Kyle's 1985 insider trading model has a single asset, a single informed trader, and a single dimension of private information. Extending it to many assets — each with correlated payoffs, each potentially revealing information about the others — seemed to require many-dimensional complexity. The informed trader's optimization becomes a problem in infinite-dimensional Bayesian game theory, where the strategy space grows with the number of assets.
Jeon, Malamud, and Villeneuve (arXiv:2602.21125) show that the solution collapses to a single scalar fixed point. Regardless of how many assets are traded, how the payoffs correlate, or what aspects of the cross-sectional structure the insider knows, the equilibrium trading strategy, price impact, and informational efficiency are all characterized by one number.

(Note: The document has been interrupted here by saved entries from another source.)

//! Binary Merkle root over an ordered list of CIDs.
//!
//! Leaves are the 32-byte decoded CIDs; interior nodes are `SHA256(L ‖ R)`.
//! A single unpaired node at any level is promoted to the next level
//! unchanged (not duplicated), and a single-leaf input is its own root.

use caravel_crypto::sha256_parts;
use caravel_types::{ContentError, Hex32};
use serde::{Deserialize, Serialize};

/// Which side a sibling hash joins from during verification.
#[derive(Debug, Clone, Copy, PartialEq, Eq, Serialize, Deserialize)]
#[serde(rename_all = "lowercase")]
pub enum Side {
    Left,
    Right,
}

/// One step of an inclusion proof: the sibling and the side it sits on.
#[derive(Debug, Clone, Copy, PartialEq, Eq, Serialize, Deserialize)]
pub struct ProofStep {
    pub hash: Hex32,
    pub side: Side,
}

/// An inclusion proof, ordered leaf-to-root.
#[derive(Debug, Clone, PartialEq, Eq, Serialize, Deserialize)]
pub struct MerkleProof {
    pub steps: Vec<ProofStep>,
}

fn parent(left: &Hex32, right: &Hex32) -> Hex32 {
    Hex32::from_bytes(sha256_parts(&[left.as_bytes(), right.as_bytes()]))
}

/// The Merkle root of an ordered, non-empty leaf list.
pub fn merkle_root(leaves: &[Hex32]) -> Result<Hex32, ContentError> {
    if leaves.is_empty() {
        return Err(ContentError::EmptyManifest);
    }
    let mut level: Vec<Hex32> = leaves.to_vec();
    while level.len() > 1 {
        let mut next = Vec::with_capacity(level.len().div_ceil(2));
        for pair in level.chunks(2) {
            match pair {
                [l, r] => next.push(parent(l, r)),
                // Odd node: promoted, not duplicated.
                [single] => next.push(*single),
                _ => unreachable!("chunks(2) yields 1- or 2-element slices"),
            }
        }
        level = next;
    }
    Ok(level[0])
}

/// Builds the inclusion proof for `index` into `leaves`.
pub fn merkle_proof(leaves: &[Hex32], index: usize) -> Result<MerkleProof, ContentError> {
    if leaves.is_empty() {
        return Err(ContentError::EmptyManifest);
    }
    if index >= leaves.len() {
        return Err(ContentError::IndexOutOfRange(index));
    }
    let mut steps = Vec::new();
    let mut level: Vec<Hex32> = leaves.to_vec();
    let mut pos = index;
    while level.len() > 1 {
        let sibling = if pos % 2 == 0 { pos + 1 } else { pos - 1 };
        if sibling < level.len() {
            steps.push(ProofStep {
                hash: level[sibling],
                side: if sibling < pos { Side::Left } else { Side::Right },
            });
        }
        // When the sibling is past the end the node is promoted and no step
        // is recorded at this level.
        let mut next = Vec::with_capacity(level.len().div_ceil(2));
        for pair in level.chunks(2) {
            match pair {
                [l, r] => next.push(parent(l, r)),
                [single] => next.push(*single),
                _ => unreachable!("chunks(2) yields 1- or 2-element slices"),
            }
        }
        level = next;
        pos /= 2;
    }
    Ok(MerkleProof { steps })
}

/// Walks a proof from the leaf up and compares against the claimed root.
pub fn verify_proof(leaf: &Hex32, proof: &MerkleProof, root: &Hex32) -> bool {
    let mut acc = *leaf;
    for step in &proof.steps {
        acc = match step.side {
            Side::Left => parent(&step.hash, &acc),
            Side::Right => parent(&acc, &step.hash),
        };
    }
    acc == *root
}

#[cfg(test)]
mod tests {
    use super::*;
    use caravel_types::cid_from_bytes;
    use proptest::prelude::*;

    fn leaves(n: usize) -> Vec<Hex32> {
        (0..n)
            .map(|i| cid_from_bytes(format!("leaf-{i}").as_bytes()))
            .collect()
    }

    #[test]
    fn single_leaf_is_its_own_root() {
        let l = leaves(1);
        assert_eq!(merkle_root(&l).unwrap(), l[0]);
    }

    #[test]
    fn two_leaves_hash_pairwise() {
        let l = leaves(2);
        let expected = Hex32::from_bytes(sha256_parts(&[l[0].as_bytes(), l[1].as_bytes()]));
        assert_eq!(merkle_root(&l).unwrap(), expected);
    }

    #[test]
    fn odd_leaf_is_promoted_not_duplicated() {
        let l = leaves(3);
        let left = parent(&l[0], &l[1]);
        // If the odd leaf were duplicated the right node would be
        // parent(l[2], l[2]) instead of l[2] itself.
        let expected = parent(&left, &l[2]);
        assert_eq!(merkle_root(&l).unwrap(), expected);
    }

    #[test]
    fn empty_input_is_an_error() {
        assert!(merkle_root(&[]).is_err());
    }

    #[test]
    fn root_depends_on_leaf_order() {
        let l = leaves(4);
        let mut swapped = l.clone();
        swapped.swap(1, 2);
        assert_ne!(merkle_root(&l).unwrap(), merkle_root(&swapped).unwrap());
    }

    proptest! {
        #[test]
        fn proofs_verify_for_every_index(n in 1usize..24) {
            let l = leaves(n);
            let root = merkle_root(&l).unwrap();
            for (i, leaf) in l.iter().enumerate() {
                let proof = merkle_proof(&l, i).unwrap();
                prop_assert!(verify_proof(leaf, &proof, &root));
            }
        }

        #[test]
        fn proofs_fail_for_the_wrong_leaf(n in 2usize..24) {
            let l = leaves(n);
            let root = merkle_root(&l).unwrap();
            let proof = merkle_proof(&l, 0).unwrap();
            prop_assert!(!verify_proof(&l[1], &proof, &root));
        }
    }
}
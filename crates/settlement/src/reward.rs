//! Per-CID reward caps and weighted host splits.

use caravel_types::constants::{
    AGGREGATOR_FEE_PCT, EPOCH_REWARD_BASE_SATS, EPOCH_REWARD_PCT, W_CLIENTS, W_DIVERSITY, W_UPTIME,
};
use caravel_types::Hex32;

/// How much one CID's pool may pay out in a single epoch:
/// `min(balance × 2%, 50 × (1 + ⌊log2(balance/50 + 1)⌋))`.
///
/// The percentage term governs small pools; the logarithmic term keeps
/// large "endowment" pools from draining in a handful of epochs.
pub fn cid_epoch_cap(balance_sats: u64) -> u64 {
    if balance_sats == 0 {
        return 0;
    }
    let pct_cap = ((balance_sats as u128 * (EPOCH_REWARD_PCT * 100.0) as u128) / 100) as u64;
    let log_arg = balance_sats / EPOCH_REWARD_BASE_SATS + 1;
    let log_cap = EPOCH_REWARD_BASE_SATS * (1 + log_arg.ilog2() as u64);
    pct_cap.min(log_cap)
}

/// Inputs to one host's reward weight.
#[derive(Debug, Clone, PartialEq)]
pub struct HostScoreInputs {
    pub host: Hex32,
    pub unique_clients: u64,
    /// Availability over the rolling window, in `[0, 1]`.
    pub uptime: f64,
    /// Reserved for geo/ASN weighting; currently always 1.0.
    pub diversity: f64,
}

/// Weighted host score.
pub fn host_score(inputs: &HostScoreInputs) -> f64 {
    W_CLIENTS * inputs.unique_clients as f64
        + W_UPTIME * inputs.uptime
        + W_DIVERSITY * inputs.diversity
}

/// One CID pool's epoch payout.
#[derive(Debug, Clone, PartialEq, Eq)]
pub struct RewardSplit {
    /// Per-host rewards, same order as the input.
    pub rewards: Vec<(Hex32, u64)>,
    pub aggregator_fee_sats: u64,
    pub cap_sats: u64,
}

impl RewardSplit {
    pub fn total_rewards(&self) -> u64 {
        self.rewards.iter().map(|(_, r)| r).sum()
    }

    /// What settlement debits the pool: rewards plus the protocol fee.
    pub fn total_drain(&self) -> u64 {
        self.total_rewards() + self.aggregator_fee_sats
    }
}

/// Splits one CID's epoch cap across its eligible hosts by score weight.
///
/// Rewards floor-divide, so `Σ rewards + fee ≤ cap ≤ balance` always
/// holds; the fee is retained by the protocol even when rounding leaves
/// sats unspent.
pub fn distribute_rewards(balance_sats: u64, hosts: &[HostScoreInputs]) -> RewardSplit {
    let cap = cid_epoch_cap(balance_sats);
    let scores: Vec<f64> = hosts.iter().map(host_score).collect();
    let total_score: f64 = scores.iter().sum();

    if cap == 0 || hosts.is_empty() || total_score <= 0.0 {
        return RewardSplit {
            rewards: hosts.iter().map(|h| (h.host, 0)).collect(),
            aggregator_fee_sats: 0,
            cap_sats: cap,
        };
    }

    let payable = cap as f64 * (1.0 - AGGREGATOR_FEE_PCT);
    let rewards = hosts
        .iter()
        .zip(&scores)
        .map(|(h, score)| (h.host, (payable * score / total_score).floor() as u64))
        .collect();

    RewardSplit {
        rewards,
        aggregator_fee_sats: (cap as f64 * AGGREGATOR_FEE_PCT).floor() as u64,
        cap_sats: cap,
    }
}
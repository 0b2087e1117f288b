//! Core traits and interfaces for Caravel components.
//!
//! This crate defines the stable contract between the engine crates and
//! their collaborators. Every port here has at least one production
//! implementation and one test double elsewhere in the workspace, so the
//! settlement engine, verifier and HTTP edges can be exercised without
//! Lightning, a filesystem or a database.
#![cfg_attr(
    not(test),
    deny(
        clippy::unwrap_used,
        clippy::expect_used,
        clippy::panic,
        clippy::todo,
        clippy::unimplemented
    )
)]

/// Lightning invoice port: create and look up invoices.
pub mod invoice;
/// Client interface to the receipt mint.
pub mod mint;
/// Availability spot-check transport.
pub mod probe;
/// Storage ports: blocks, metadata and coordinator state.
pub mod storage;

pub use invoice::{CreatedInvoice, InvoiceError, InvoicePort, InvoiceRequest, InvoiceState, InvoiceStatus};
pub use mint::{MintClient, MintClientError, SignReceiptRequest, SignedReceiptToken};
pub use probe::{ProbeError, SpotCheckProbe};
pub use storage::{BlockStore, CoordinatorStore, MetadataStore, SpotCheck};
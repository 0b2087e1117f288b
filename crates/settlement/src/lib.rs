//! The epoch settlement pipeline.
//!
//! Pure pieces first: availability scoring, receipt aggregation, reward
//! distribution. They compose into an idempotent engine driven by a
//! once-per-epoch scheduler.

pub mod aggregate;
pub mod availability;
pub mod engine;
pub mod reward;
pub mod scheduler;

pub use aggregate::{aggregate_digests, EpochGroup};
pub use availability::{apply_status_transition, availability_score, recommended_status};
pub use engine::SettlementEngine;
pub use reward::{cid_epoch_cap, distribute_rewards, host_score, HostScoreInputs, RewardSplit};
pub use scheduler::{AvailabilitySweep, EpochScheduler};
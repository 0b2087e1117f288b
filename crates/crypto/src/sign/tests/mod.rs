use super::*;
use caravel_types::EventKind;

fn keypair() -> Ed25519KeyPair {
    Ed25519KeyPair::from_seed(&[7u8; 32])
}

#[test]
fn seed_roundtrip_reproduces_the_key() {
    let original = Ed25519KeyPair::generate();
    let restored = Ed25519KeyPair::from_seed(&original.seed());
    assert_eq!(original.public(), restored.public());

    let message = b"deterministic";
    assert_eq!(original.sign_raw(message), restored.sign_raw(message));
}

#[test]
fn payload_sign_verify_roundtrip() {
    let kp = keypair();
    let payload = Value::map([("a", Value::from(1u64)), ("b", Value::text("x"))]);
    let sig = sign_payload_b64(&kp, &payload).unwrap();
    assert!(verify_payload(&kp.public(), &sig, &payload));
}

#[test]
fn altered_payload_or_key_fails_without_raising() {
    let kp = keypair();
    let payload = Value::map([("a", Value::from(1u64))]);
    let sig = sign_payload_b64(&kp, &payload).unwrap();

    let tampered = Value::map([("a", Value::from(2u64))]);
    assert!(!verify_payload(&kp.public(), &sig, &tampered));

    let other = Ed25519KeyPair::from_seed(&[8u8; 32]);
    assert!(!verify_payload(&other.public(), &sig, &payload));

    // Structural garbage: all false, no panic.
    assert!(!verify_payload(&kp.public(), "not base64!!", &payload));
    assert!(!verify_payload(&kp.public(), "QUJD", &payload)); // wrong length
    assert!(!verify_raw(&Hex32::ZERO, &[0u8; 64], b"msg"));
}

#[test]
fn event_sign_verify() {
    let kp = keypair();
    let mut event = EventV1 {
        v: 1,
        kind: EventKind::Post,
        from: kp.public(),
        r#ref: Hex32::ZERO,
        body: String::new(),
        sats: 10,
        ts: 1_700_000_000_000,
        sig: String::new(),
        nonce: None,
        pow_hash: None,
    };
    sign_event(&kp, &mut event).unwrap();
    assert!(verify_event(&event));

    event.sats = 11;
    assert!(!verify_event(&event));
}
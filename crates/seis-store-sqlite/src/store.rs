//! [`SqliteStore`] — the SQLite implementation of [`ReadingStore`].

use std::path::Path;

use chrono::Utc;
use seis_core::{
  aggregate::{DailyStat, MonthlyStat, PeriodStat, Summary},
  date::Period,
  page::{Page, PageRequest},
  reading::Reading,
  store::ReadingStore,
};

use crate::{
  Result,
  encode::{RawGroup, decode_count, encode_date, encode_dt},
  schema::SCHEMA,
};

// ─── Store ───────────────────────────────────────────────────────────────────

/// A reading store backed by a single SQLite file.
///
/// Cloning is cheap — the inner connection is reference-counted.
#[derive(Clone)]
pub struct SqliteStore {
  conn: tokio_rusqlite::Connection,
}

impl SqliteStore {
  /// Open (or create) a store at `path` and run schema initialisation.
  pub async fn open(path: impl AsRef<Path>) -> Result<Self> {
    let conn = tokio_rusqlite::Connection::open(path).await?;
    let store = Self { conn };
    store.init_schema().await?;
    Ok(store)
  }

  /// Open an in-memory store — useful for testing.
  pub async fn open_in_memory() -> Result<Self> {
    let conn = tokio_rusqlite::Connection::open_in_memory().await?;
    let store = Self { conn };
    store.init_schema().await?;
    Ok(store)
  }

  async fn init_schema(&self) -> Result<()> {
    self
      .conn
      .call(|conn| {
        conn.execute_batch(SCHEMA)?;
        Ok(())
      })
      .await?;
    Ok(())
  }

  /// Run a `key, MIN, MAX, COUNT` grouping query for one page, plus the
  /// matching `COUNT(DISTINCT key)` for the pager.
  async fn grouped_page(
    &self,
    group_sql: &'static str,
    total_sql: &'static str,
    req: PageRequest,
  ) -> Result<(Vec<RawGroup>, u64)> {
    let limit_val = i64::from(req.limit);
    let offset_val = i64::try_from(req.offset()).unwrap_or(i64::MAX);

    let (rows, total): (Vec<RawGroup>, i64) = self
      .conn
      .call(move |conn| {
        let total: i64 = conn.query_row(total_sql, [], |r| r.get(0))?;
        let mut stmt = conn.prepare(group_sql)?;
        let rows = stmt
          .query_map(rusqlite::params![limit_val, offset_val], RawGroup::from_row)?
          .collect::<rusqlite::Result<Vec<_>>>()?;
        Ok((rows, total))
      })
      .await?;

    Ok((rows, decode_count(total)?))
  }
}

// ─── ReadingStore impl ───────────────────────────────────────────────────────

impl ReadingStore for SqliteStore {
  type Error = crate::Error;

  async fn insert_readings(&self, readings: Vec<Reading>) -> Result<usize> {
    let recorded_at = encode_dt(Utc::now());
    let rows: Vec<(String, f64)> = readings
      .iter()
      .map(|r| (encode_date(r.date), r.frequency))
      .collect();
    let n = rows.len();

    // One transaction for the whole batch; any failing row rolls back all.
    self
      .conn
      .call(move |conn| {
        let tx = conn.transaction()?;
        {
          let mut stmt = tx.prepare(
            "INSERT INTO readings (date, frequency, recorded_at) VALUES (?1, ?2, ?3)",
          )?;
          for (date, frequency) in &rows {
            stmt.execute(rusqlite::params![date, frequency, recorded_at])?;
          }
        }
        tx.commit()?;
        Ok(())
      })
      .await?;

    tracing::debug!(count = n, "inserted readings");
    Ok(n)
  }

  async fn daily_page(&self, req: PageRequest) -> Result<Page<DailyStat>> {
    let (raws, total) = self
      .grouped_page(
        "SELECT date, MIN(frequency), MAX(frequency), COUNT(*)
         FROM readings
         GROUP BY date
         ORDER BY date DESC
         LIMIT ?1 OFFSET ?2",
        "SELECT COUNT(DISTINCT date) FROM readings",
        req,
      )
      .await?;

    let data = raws
      .into_iter()
      .map(RawGroup::into_daily)
      .collect::<Result<_>>()?;
    Ok(Page::new(data, total, req))
  }

  async fn monthly_page(&self, req: PageRequest) -> Result<Page<MonthlyStat>> {
    let (raws, total) = self
      .grouped_page(
        "SELECT substr(date, 1, 7) AS month, MIN(frequency), MAX(frequency), COUNT(*)
         FROM readings
         GROUP BY month
         ORDER BY month DESC
         LIMIT ?1 OFFSET ?2",
        "SELECT COUNT(DISTINCT substr(date, 1, 7)) FROM readings",
        req,
      )
      .await?;

    let data = raws
      .into_iter()
      .map(RawGroup::into_monthly)
      .collect::<Result<_>>()?;
    Ok(Page::new(data, total, req))
  }

  async fn period_stat(&self, period: Period) -> Result<PeriodStat> {
    let bounds = period.bounds();
    let start = encode_date(*bounds.start());
    let end = encode_date(*bounds.end());

    let (min, max, count): (Option<f64>, Option<f64>, i64) = self
      .conn
      .call(move |conn| {
        Ok(conn.query_row(
          "SELECT MIN(frequency), MAX(frequency), COUNT(*)
           FROM readings
           WHERE date BETWEEN ?1 AND ?2",
          rusqlite::params![start, end],
          |r| Ok((r.get(0)?, r.get(1)?, r.get(2)?)),
        )?)
      })
      .await?;

    let summary = Summary { min, max, count: decode_count(count)? };
    Ok(PeriodStat::new(&period, summary))
  }

  async fn count_readings(&self) -> Result<u64> {
    let n: i64 = self
      .conn
      .call(|conn| {
        Ok(conn.query_row("SELECT COUNT(*) FROM readings", [], |r| r.get(0))?)
      })
      .await?;
    decode_count(n)
  }
}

The mechanism: the informed trader's optimal disguise depends on how much information prices reveal, which depends on the trading strategy, which depends on the disguise. This circular dependence, which in finite dimensions would generate a system of coupled equations, reduces in the continuum limit to a single self-consistency condition. The continuum simplifies rather than complicates because asymmetries between individual assets average out.
The result: closed-form characterizations of equilibrium in a setting that appeared intractable. The dimensionality of the problem is not the dimensionality of the solution. Adding assets adds complexity to the setup but not to the answer.
The general observation: in problems with circular strategic dependencies, taking the limit of many interacting components can reduce the solution's dimension rather than increase it. The complexity lives in the specification, not in the equilibrium. When the interactions are symmetric enough, the many-dimensional problem has a one-dimensional answer.